The International Air Transport Association (IATA) announced leadership changes at the conclusion of the Association’s 72nd Annual General Meeting (AGM) in Dublin, Ireland.

Willie Walsh, CEO of International Airlines Group (IAG) succeeds Andres Conesa, CEO of Aeromexico, as Chairman of the IATA Board of Governors (BoG). Walsh, who represents British Airways (BA) on the IATA BoG, takes up his duties immediately for a one-year term until the conclusion of IATA’s 73rd AGM.

Alexandre de Juniac, Chairman and CEO of Air France-KLM, was confirmed to succeed Tony Tyler as IATA’s Director General and CEO. His appointment is effective from 1 September 2016.

Board of Governors Developments
Walsh is the 75th Chair of the IATA BoG and the sixth to fulfil that function while representing BA or its predecessor airlines. He has served on the IATA BoG continuously since 2005.

“I’m honoured to serve in this important role at such a critical time. Our top priority is getting governments’ agreement on a global market-based measure to manage aviation’s carbon emissions at the 39th Assembly of the International Civil Aviation Organisation later this year. This is a once-in-a-generation opportunity which is vital if our industry is to achieve carbon-neutral growth from 2020,” said Walsh.

Walsh also noted a broader IATA agenda with governments, “Too often government policies limit aviation’s ability to be a catalyst for economic growth and development. Excessive taxes rob our industry of its vitality while costly and ineffective infrastructure constrains our ability to support rising demand for connectivity. Regulation often comes with negative consequences for both passengers and airlines. I look forward to supporting Alexandre de Juniac as he takes the reins at IATA. Together we will ensure that IATA has an even stronger voice of leadership on these issues.” said Walsh.

Director General and CEO Designate
De Juniac will be the seventh person to lead IATA as its Director General.

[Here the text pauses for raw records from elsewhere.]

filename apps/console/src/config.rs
use std::{collections::HashMap, fs};

use anyhow::{bail, Context};
use serde::Deserialize;
use shared::domain::{DEFAULT_CASE_CATEGORY, DEFAULT_JURISDICTION};
use url::Url;

#[derive(Debug, Clone, Deserialize)]
pub struct Settings {
    pub server_url: String,
    pub jurisdiction: String,
    pub category: String,
}

impl Default for Settings {
    fn default() -> Self {
        Self {
            server_url: "http://localhost:8000".into(),
            jurisdiction: DEFAULT_JURISDICTION.into(),
            category: DEFAULT_CASE_CATEGORY.into(),
        }
    }
}

pub fn load_settings() -> Settings {
    let mut settings = Settings::default();

    if let Ok(raw) = fs::read_to_string("courtroom.toml") {
        if let Ok(file_cfg) = toml::from_str::<HashMap<String, String>>(&raw) {
            if let Some(v) = file_cfg.get("server_url") {
                settings.server_url = v.clone();
            }
            if let Some(v) = file_cfg.get("jurisdiction") {
                settings.jurisdiction = v.clone();
            }
            if let Some(v) = file_cfg.get("category") {
                settings.category = v.clone();
            }
        }
    }

    if let Ok(v) = std::env::var("COURTROOM_SERVER_URL") {
        settings.server_url = v;
    }
    if let Ok(v) = std::env::var("COURTROOM_JURISDICTION") {
        settings.jurisdiction = v;
    }
    if let Ok(v) = std::env::var("COURTROOM_CATEGORY") {
        settings.category = v;
    }

    settings
}

/// Validates the backend URL and strips any trailing slash so endpoint
/// paths can be appended directly.
pub fn prepare_server_url(raw: &str) -> anyhow::Result<String> {
    let trimmed = raw.trim().trim_end_matches('/');
    let parsed = Url::parse(trimmed).with_context(|| format!("invalid server url '{raw}'"))?;
    if !matches!(parsed.scheme(), "http" | "https") {
        bail!("server url '{raw}' must use http or https");
    }
    Ok(trimmed.to_string())
}

#[cfg(test)]
mod tests {
    use super::*;

    #[test]
    fn defaults_point_at_the_local_backend() {
        let settings = Settings::default();
        assert_eq!(settings.server_url, "http://localhost:8000");
        assert_eq!(settings.jurisdiction, "Supreme Court");
        assert_eq!(settings.category, "Civil");
    }

    #[test]
    fn server_urls_are_validated_and_normalized() {
        assert_eq!(
            prepare_server_url("http://localhost:8000/").unwrap(),
            "http://localhost:8000"
        );
        assert_eq!(
            prepare_server_url(" https://court.example.org ").unwrap(),
            "https://court.example.org"
        );
        assert!(prepare_server_url("ftp://court.example.org").is_err());
        assert!(prepare_server_url("not a url").is_err());
    }
}
//! HTTP implementation of the filing and verdict service seams.

use anyhow::{anyhow, Context, Result};
use async_trait::async_trait;
use reqwest::{
    multipart::{Form, Part},
    Client,
};
use shared::{
    domain::{Argument, Case, CaseId, PerSide, Verdict},
    protocol::{
        ArgumentPayload, CaseDataPayload, CaseStatusResponse, FilingReceipt, FilingResponse,
        SubmitArgumentRequest, VerdictRequest, VerdictResponse,
    },
};
use tracing::debug;

use crate::{CaseFilingService, StagedDocument, VerdictService};

/// Talks to the courtroom backend over HTTP. The filing endpoint takes a
/// multipart upload of the staged payloads; the verdict endpoints exchange
/// JSON envelopes with a `success` flag and an optional `error` message.
pub struct HttpCourtGateway {
    http: Client,
    base_url: String,
}

impl HttpCourtGateway {
    pub fn new(base_url: impl Into<String>) -> Self {
        let base_url = base_url.into().trim_end_matches('/').to_string();
        Self {
            http: Client::new(),
            base_url,
        }
    }

    fn endpoint(&self, path: &str) -> String {
        format!("{}{path}", self.base_url)
    }
}

fn unwrap_verdict(response: VerdictResponse) -> Result<Verdict> {
    if !response.success {
        let message = response
            .error
            .unwrap_or_else(|| "verdict rejected by backend".to_string());
        return Err(anyhow!(message));
    }
    Ok(response.into_verdict())
}

#[async_trait]
impl CaseFilingService for HttpCourtGateway {
    async fn file_case(
        &self,
        documents: &PerSide<Vec<StagedDocument>>,
        jurisdiction: &str,
        category: &str,
    ) -> Result<FilingReceipt> {
        let mut form = Form::new();
        for document in &documents.plaintiff {
            form = form.part(
                "plaintiff_files",
                Part::bytes(document.payload.clone()).file_name(document.name.clone()),
            );
        }
        for document in &documents.defendant {
            form = form.part(
                "defendant_files",
                Part::bytes(document.payload.clone()).file_name(document.name.clone()),
            );
        }
        form = form
            .text("jurisdiction", jurisdiction.to_string())
            .text("case_category", category.to_string());

        debug!(
            plaintiff_files = documents.plaintiff.len(),
            defendant_files = documents.defendant.len(),
            "gateway: uploading case documents"
        );

        let response: FilingResponse = self
            .http
            .post(self.endpoint("/api/upload-documents"))
            .multipart(form)
            .send()
            .await?
            .error_for_status()?
            .json()
            .await
            .context("invalid filing response")?;

        if !response.success {
            let message = response
                .error
                .unwrap_or_else(|| "filing rejected by backend".to_string());
            return Err(anyhow!(message));
        }

        let case_id = response
            .case_id
            .context("filing response is missing the case id")?;
        Ok(FilingReceipt {
            case_id,
            plaintiff_file_count: response
                .plaintiff_file_count
                .unwrap_or(documents.plaintiff.len() as u32),
            defendant_file_count: response
                .defendant_file_count
                .unwrap_or(documents.defendant.len() as u32),
        })
    }
}

#[async_trait]
impl VerdictService for HttpCourtGateway {
    async fn verdict_for_case(
        &self,
        case: &Case,
        prior_arguments: &[Argument],
    ) -> Result<Verdict> {
        let request = VerdictRequest {
            case_data: CaseDataPayload::from(case),
            previous_arguments: prior_arguments.iter().map(ArgumentPayload::from).collect(),
        };

        let response: VerdictResponse = self
            .http
            .post(self.endpoint("/api/get-verdict"))
            .json(&request)
            .send()
            .await?
            .error_for_status()?
            .json()
            .await
            .context("invalid verdict response")?;

        unwrap_verdict(response)
    }

    async fn submit_argument(
        &self,
        case_id: &CaseId,
        argument: &ArgumentPayload,
    ) -> Result<Verdict> {
        let request = SubmitArgumentRequest {
            argument: argument.clone(),
            case_id: case_id.clone(),
        };

        let response: VerdictResponse = self
            .http
            .post(self.endpoint("/api/submit-argument"))
            .json(&request)
            .send()
            .await?
            .error_for_status()?
            .json()
            .await
            .context("invalid argument response")?;

        unwrap_verdict(response)
    }

    async fn case_status(&self, case_id: &CaseId) -> Result<u32> {
        let response: CaseStatusResponse = self
            .http
            .get(self.endpoint(&format!("/api/case-status/{case_id}")))
            .send()
            .await?
            .error_for_status()?
            .json()
            .await
            .context("invalid case status response")?;

        if !response.success {
            let message = response
                .error
                .unwrap_or_else(|| "case status rejected by backend".to_string());
            return Err(anyhow!(message));
        }
        response
            .arguments
            .context("case status response is missing the round count")
    }
}

#[cfg(test)]
#[path = "tests/gateway_tests.rs"]
mod tests;
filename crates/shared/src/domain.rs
use std::fmt;

use chrono::{DateTime, Utc};
use serde::{Deserialize, Serialize};

pub const MAX_ARGUMENT_ROUNDS: u32 = 5;
pub const DEFAULT_JURISDICTION: &str = "Supreme Court";
pub const DEFAULT_CASE_CATEGORY: &str = "Civil";

/// Opaque case token issued by the filing backend.
#[derive(Debug, Clone, PartialEq, Eq, Hash, Serialize, Deserialize)]
pub struct CaseId(pub String);

impl fmt::Display for CaseId {
    fn fmt(&self, f: &mut fmt::Formatter<'_>) -> fmt::Result {
        f.write_str(&self.0)
    }
}

#[derive(Debug, Clone, Copy, PartialEq, Eq, Hash, Serialize, Deserialize)]
#[serde(rename_all = "snake_case")]
pub enum Side {
    Plaintiff,
    Defendant,
}

impl Side {
    pub fn as_str(&self) -> &'static str {
        match self {
            Side::Plaintiff => "plaintiff",
            Side::Defendant => "defendant",
        }
    }
}

impl fmt::Display for Side {
    fn fmt(&self, f: &mut fmt::Formatter<'_>) -> fmt::Result {
        f.write_str(self.as_str())
    }
}

/// Anything the courtroom tracks separately for each party.
#[derive(Debug, Clone, Default, PartialEq, Eq, Serialize, Deserialize)]
pub struct PerSide<T> {
    pub plaintiff: T,
    pub defendant: T,
}

impl<T> PerSide<T> {
    pub fn side(&self, side: Side) -> &T {
        match side {
            Side::Plaintiff => &self.plaintiff,
            Side::Defendant => &self.defendant,
        }
    }

    pub fn side_mut(&mut self, side: Side) -> &mut T {
        match side {
            Side::Plaintiff => &mut self.plaintiff,
            Side::Defendant => &mut self.defendant,
        }
    }
}

#[derive(Debug, Clone, Copy, PartialEq, Eq, Default, Serialize, Deserialize)]
#[serde(rename_all = "snake_case")]
pub enum Confidence {
    High,
    Medium,
    #[default]
    Low,
}

impl Confidence {
    /// Maps the free-form confidence token the backend returns onto the
    /// tri-state scale. Anything that mentions neither HIGH nor MED is Low.
    pub fn from_token(token: &str) -> Self {
        let upper = token.to_ascii_uppercase();
        if upper.contains("HIGH") {
            Confidence::High
        } else if upper.contains("MED") {
            Confidence::Medium
        } else {
            Confidence::Low
        }
    }

    pub fn label(&self) -> &'static str {
        match self {
            Confidence::High => "HIGH",
            Confidence::Medium => "MEDIUM",
            Confidence::Low => "LOW",
        }
    }
}

/// The active case. Created on successful filing, destroyed on reset;
/// `documents` holds the per-side names the backend ingested.
#[derive(Debug, Clone, PartialEq, Eq, Serialize, Deserialize)]
pub struct Case {
    pub case_id: CaseId,
    pub jurisdiction: String,
    pub category: String,
    pub documents: PerSide<Vec<String>>,
    pub filed_at: DateTime<Utc>,
}

#[derive(Debug, Clone, PartialEq, Eq, Serialize, Deserialize)]
pub struct Argument {
    pub side: Side,
    pub text: String,
    #[serde(default)]
    pub documents: Vec<String>,
    pub submitted_at: DateTime<Utc>,
}

#[derive(Debug, Clone, PartialEq, Eq, Serialize, Deserialize)]
pub struct Verdict {
    pub verdict: String,
    pub reasoning: String,
    pub confidence: Confidence,
    pub key_evidence: PerSide<Vec<String>>,
    #[serde(default)]
    pub precedents: Vec<String>,
    #[serde(default)]
    pub counterarguments: Vec<String>,
    pub suggested_next_arguments: PerSide<String>,
}

#[cfg(test)]
#[path = "tests/domain_tests.rs"]
mod tests;
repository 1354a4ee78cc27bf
pub mod domain;
pub mod protocol;
//! The conversation loop, the heart of Vitae.
//!
//! Each user message runs one loop:
//!
//! 1. **Build context**: persona prompt, prior history, an optional
//!    contact reminder, then the new user message
//! 2. **Call the LLM** with both tool descriptors attached
//! 3. **If the model asks for tools**: run them, append the results, go to 2
//! 4. **Otherwise**: return the assistant text
//!
//! Tool rounds are capped; exceeding the cap is an error, not a silent stop.

pub mod loop_runner;
pub mod turn;

#[cfg(test)]
pub(crate) mod test_helpers;

pub use loop_runner::{ChatReply, ConversationLoop};
pub use turn::TurnState;
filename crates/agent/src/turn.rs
//! Per-conversation turn counter.

/// How many user messages a conversation has seen.
///
/// Owned by whoever owns the conversation (a CLI session, or an HTTP client
/// that sends the count back with each request), never by the loop itself.
#[derive(Debug, Clone, Copy, Default, PartialEq, Eq)]
pub struct TurnState {
    pub user_turns: u32,
}

impl TurnState {
    pub fn new(user_turns: u32) -> Self {
        Self { user_turns }
    }

    /// State after one more user message.
    pub fn advance(self) -> Self {
        Self {
            user_turns: self.user_turns.saturating_add(1),
        }
    }
}

#[cfg(test)]
mod tests {
    use super::*;

    #[test]
    fn starts_at_zero() {
        assert_eq!(TurnState::default().user_turns, 0);
    }

    #[test]
    fn advance_counts_up() {
        let state = TurnState::default().advance().advance();
        assert_eq!(state, TurnState::new(2));
    }

    #[test]
    fn advance_saturates() {
        assert_eq!(TurnState::new(u32::MAX).advance().user_turns, u32::MAX);
    }
}
//! `record_unknown_question` — flag a gap in the background text.

use serde::Deserialize;

pub const DESCRIPTION: &str = "Use ONLY for career-relevant questions that cannot be answered \
    from the provided background information. Do not log trivial, off-topic, or non-career \
    questions.";

#[derive(Debug, Clone, PartialEq, Deserialize)]
pub struct RecordUnknownQuestionArgs {
    pub question: String,
}

impl RecordUnknownQuestionArgs {
    pub fn notification(&self) -> String {
        format!("Recording {} asked that I couldn't answer", self.question)
    }
}

pub fn parameters_schema() -> serde_json::Value {
    serde_json::json!({
        "type": "object",
        "properties": {
            "question": {
                "type": "string",
                "description": "The career-relevant question that couldn't be answered from the background information"
            }
        },
        "required": ["question"],
        "additionalProperties": false
    })
}
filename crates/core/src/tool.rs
//! Tool result value object.
//!
//! Tool kinds, argument types, and dispatch live in `vitae-tools`; this is
//! only the flat JSON object each tool hands back to the model.

use serde::{Deserialize, Serialize};
use serde_json::{Map, Value};

/// Wire name of the contact-recording tool.
pub const RECORD_CONTACT: &str = "record_contact";

/// Wire name of the unanswered-question tool.
pub const RECORD_UNKNOWN_QUESTION: &str = "record_unknown_question";

/// The result of one tool invocation, serialized as the content of a
/// tool-role message.
#[derive(Debug, Clone, Default, PartialEq, Serialize, Deserialize)]
#[serde(transparent)]
pub struct ToolOutput(pub Map<String, Value>);

impl ToolOutput {
    /// `{}` — the answer for a tool name nobody registered.
    pub fn empty() -> Self {
        Self::default()
    }

    /// `{"recorded": "ok"}`
    pub fn recorded() -> Self {
        let mut map = Map::new();
        map.insert("recorded".into(), Value::String("ok".into()));
        Self(map)
    }

    pub fn is_empty(&self) -> bool {
        self.0.is_empty()
    }

    /// Render as the JSON text placed in the tool-role message.
    pub fn to_content(&self) -> String {
        Value::Object(self.0.clone()).to_string()
    }
}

“I thank my industry colleagues for their confidence in confirming me as IATA’s next Director General and CEO. Aviation is a vitally important industry—connecting economies, facilitating business, creating jobs and linking people. I have big shoes to fill as Tony Tyler has done an excellent job over the last five years,” said de Juniac.

“I know how challenging it is to run an airline and how much airlines depend on IATA to support their business—to safely process industry money, to deliver effective advocacy, to lead global initiatives and to provide relevant products and services. My aim is to help airlines to be even more successful businesses creating even greater economic and social value. I want all of our members to have a future that is even safer, more efficient, sustainable and increasingly profitable.”

De Juniac is a French businessman. He will join IATA from Air France-KLM where has served as Chairman and CEO since 2013. Prior to that, he was the Chairman and CEO of Air France (2011-2013).

From 1995 to 2009, de Juniac held various leadership positions in Thales (the French aerospace, space, defense, and transport company previously known as Thomson-CSF and Thomson SA).

De Juniac has also held positions in the French government, including with the State Council (1988 to 1993), the Department of Budget (1993-1995); and in the Ministry of Economy, Industry and Employment (2009-2011).

Tony Tyler, Director General and CEO
“IATA will be in good hands under the leadership of Willie Walsh as Chairman of the BoG and Alexandre de Juniac as the Director General and CEO. I want to extend my thanks to the membership, the BoG and five exceptional BoG chairmen. They have guided me and the IATA team with wise counsel and tremendous support over the last five years,” said Tyler.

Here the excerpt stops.